▶ _Problem statement_:
Every line of the records below from the line with "type Scope = (AgentType, Option<PlatformId>);" up to and including the line with "impl AgentRepository for" must be reproduced exactly, and no line outside that range.

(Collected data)
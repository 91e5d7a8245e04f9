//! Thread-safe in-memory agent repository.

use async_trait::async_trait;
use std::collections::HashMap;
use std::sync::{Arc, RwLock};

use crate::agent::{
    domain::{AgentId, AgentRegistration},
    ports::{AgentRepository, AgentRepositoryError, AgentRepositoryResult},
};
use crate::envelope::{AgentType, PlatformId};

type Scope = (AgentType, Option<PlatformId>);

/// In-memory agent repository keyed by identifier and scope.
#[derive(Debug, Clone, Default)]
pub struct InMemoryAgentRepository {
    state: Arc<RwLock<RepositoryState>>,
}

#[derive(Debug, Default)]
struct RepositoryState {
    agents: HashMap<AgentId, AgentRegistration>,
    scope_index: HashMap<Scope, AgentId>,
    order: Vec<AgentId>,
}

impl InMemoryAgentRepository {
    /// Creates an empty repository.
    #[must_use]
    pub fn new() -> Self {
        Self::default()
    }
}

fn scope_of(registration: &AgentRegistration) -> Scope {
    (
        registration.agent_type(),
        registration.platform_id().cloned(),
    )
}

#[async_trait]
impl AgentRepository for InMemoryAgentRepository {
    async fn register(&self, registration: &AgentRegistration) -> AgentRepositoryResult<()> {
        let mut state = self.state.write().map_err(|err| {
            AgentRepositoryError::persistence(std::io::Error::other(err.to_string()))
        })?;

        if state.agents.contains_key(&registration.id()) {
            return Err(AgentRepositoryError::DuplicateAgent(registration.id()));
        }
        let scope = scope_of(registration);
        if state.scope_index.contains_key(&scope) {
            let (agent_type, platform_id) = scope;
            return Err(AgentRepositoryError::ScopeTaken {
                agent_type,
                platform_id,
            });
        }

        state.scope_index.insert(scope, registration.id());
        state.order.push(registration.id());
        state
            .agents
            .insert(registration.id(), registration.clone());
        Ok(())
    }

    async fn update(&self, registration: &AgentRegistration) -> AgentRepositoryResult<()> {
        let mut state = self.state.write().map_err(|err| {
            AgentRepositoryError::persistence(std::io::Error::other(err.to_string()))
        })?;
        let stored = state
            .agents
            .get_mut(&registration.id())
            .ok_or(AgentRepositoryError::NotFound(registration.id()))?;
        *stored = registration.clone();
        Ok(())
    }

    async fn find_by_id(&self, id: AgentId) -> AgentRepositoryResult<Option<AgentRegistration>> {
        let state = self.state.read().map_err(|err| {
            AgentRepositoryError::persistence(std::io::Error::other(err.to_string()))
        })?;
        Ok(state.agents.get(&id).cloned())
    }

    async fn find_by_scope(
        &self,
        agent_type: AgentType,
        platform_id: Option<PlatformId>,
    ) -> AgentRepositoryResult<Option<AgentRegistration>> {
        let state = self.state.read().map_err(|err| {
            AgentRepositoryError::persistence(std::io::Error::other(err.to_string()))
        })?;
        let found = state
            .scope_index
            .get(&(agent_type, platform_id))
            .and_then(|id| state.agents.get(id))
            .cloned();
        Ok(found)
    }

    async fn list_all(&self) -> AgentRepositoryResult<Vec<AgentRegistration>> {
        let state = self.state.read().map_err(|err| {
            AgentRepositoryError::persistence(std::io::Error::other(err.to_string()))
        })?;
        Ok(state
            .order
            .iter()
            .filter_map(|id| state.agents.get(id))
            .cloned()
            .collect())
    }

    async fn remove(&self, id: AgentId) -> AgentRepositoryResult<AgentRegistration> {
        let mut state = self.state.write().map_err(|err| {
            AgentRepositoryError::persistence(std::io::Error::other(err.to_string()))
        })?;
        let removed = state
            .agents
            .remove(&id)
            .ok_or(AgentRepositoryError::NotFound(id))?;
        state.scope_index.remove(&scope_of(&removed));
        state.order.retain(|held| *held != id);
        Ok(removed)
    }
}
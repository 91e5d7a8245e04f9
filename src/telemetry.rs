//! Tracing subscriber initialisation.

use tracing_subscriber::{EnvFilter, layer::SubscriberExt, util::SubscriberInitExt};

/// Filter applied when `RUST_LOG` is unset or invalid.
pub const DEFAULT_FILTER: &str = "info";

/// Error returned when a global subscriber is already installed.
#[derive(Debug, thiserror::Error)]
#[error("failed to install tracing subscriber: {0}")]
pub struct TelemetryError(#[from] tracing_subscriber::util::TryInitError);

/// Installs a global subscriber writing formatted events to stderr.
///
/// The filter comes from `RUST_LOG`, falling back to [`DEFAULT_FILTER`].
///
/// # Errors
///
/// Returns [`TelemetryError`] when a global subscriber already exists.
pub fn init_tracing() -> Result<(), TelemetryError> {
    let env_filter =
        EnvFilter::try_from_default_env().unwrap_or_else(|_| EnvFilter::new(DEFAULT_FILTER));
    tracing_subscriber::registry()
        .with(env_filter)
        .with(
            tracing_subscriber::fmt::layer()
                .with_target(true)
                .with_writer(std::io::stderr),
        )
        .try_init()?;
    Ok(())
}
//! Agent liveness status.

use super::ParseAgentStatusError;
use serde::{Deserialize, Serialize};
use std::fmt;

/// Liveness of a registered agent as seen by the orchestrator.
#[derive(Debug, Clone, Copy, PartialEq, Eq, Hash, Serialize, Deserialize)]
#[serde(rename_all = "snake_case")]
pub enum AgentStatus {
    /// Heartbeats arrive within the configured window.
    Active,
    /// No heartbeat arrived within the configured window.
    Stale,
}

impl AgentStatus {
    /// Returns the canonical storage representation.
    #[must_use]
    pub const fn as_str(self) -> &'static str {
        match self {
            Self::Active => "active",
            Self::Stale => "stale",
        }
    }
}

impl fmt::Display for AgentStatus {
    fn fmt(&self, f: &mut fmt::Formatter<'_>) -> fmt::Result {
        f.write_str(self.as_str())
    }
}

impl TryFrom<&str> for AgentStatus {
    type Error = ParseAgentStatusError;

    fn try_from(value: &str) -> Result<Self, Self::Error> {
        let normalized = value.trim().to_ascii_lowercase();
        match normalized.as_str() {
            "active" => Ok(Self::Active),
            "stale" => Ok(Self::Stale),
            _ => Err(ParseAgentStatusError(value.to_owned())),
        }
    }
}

▶ _Final answer_:
type Scope = (AgentType, Option<PlatformId>);

/// In-memory agent repository keyed by identifier and scope.
#[derive(Debug, Clone, Default)]
pub struct InMemoryAgentRepository {
    state: Arc<RwLock<RepositoryState>>,
}

#[derive(Debug, Default)]
struct RepositoryState {
    agents: HashMap<AgentId, AgentRegistration>,
    scope_index: HashMap<Scope, AgentId>,
    order: Vec<AgentId>,
}

impl InMemoryAgentRepository {
    /// Creates an empty repository.
    #[must_use]
    pub fn new() -> Self {
        Self::default()
    }
}

fn scope_of(registration: &AgentRegistration) -> Scope {
    (
        registration.agent_type(),
        registration.platform_id().cloned(),
    )
}

#[async_trait]
impl AgentRepository for InMemoryAgentRepository {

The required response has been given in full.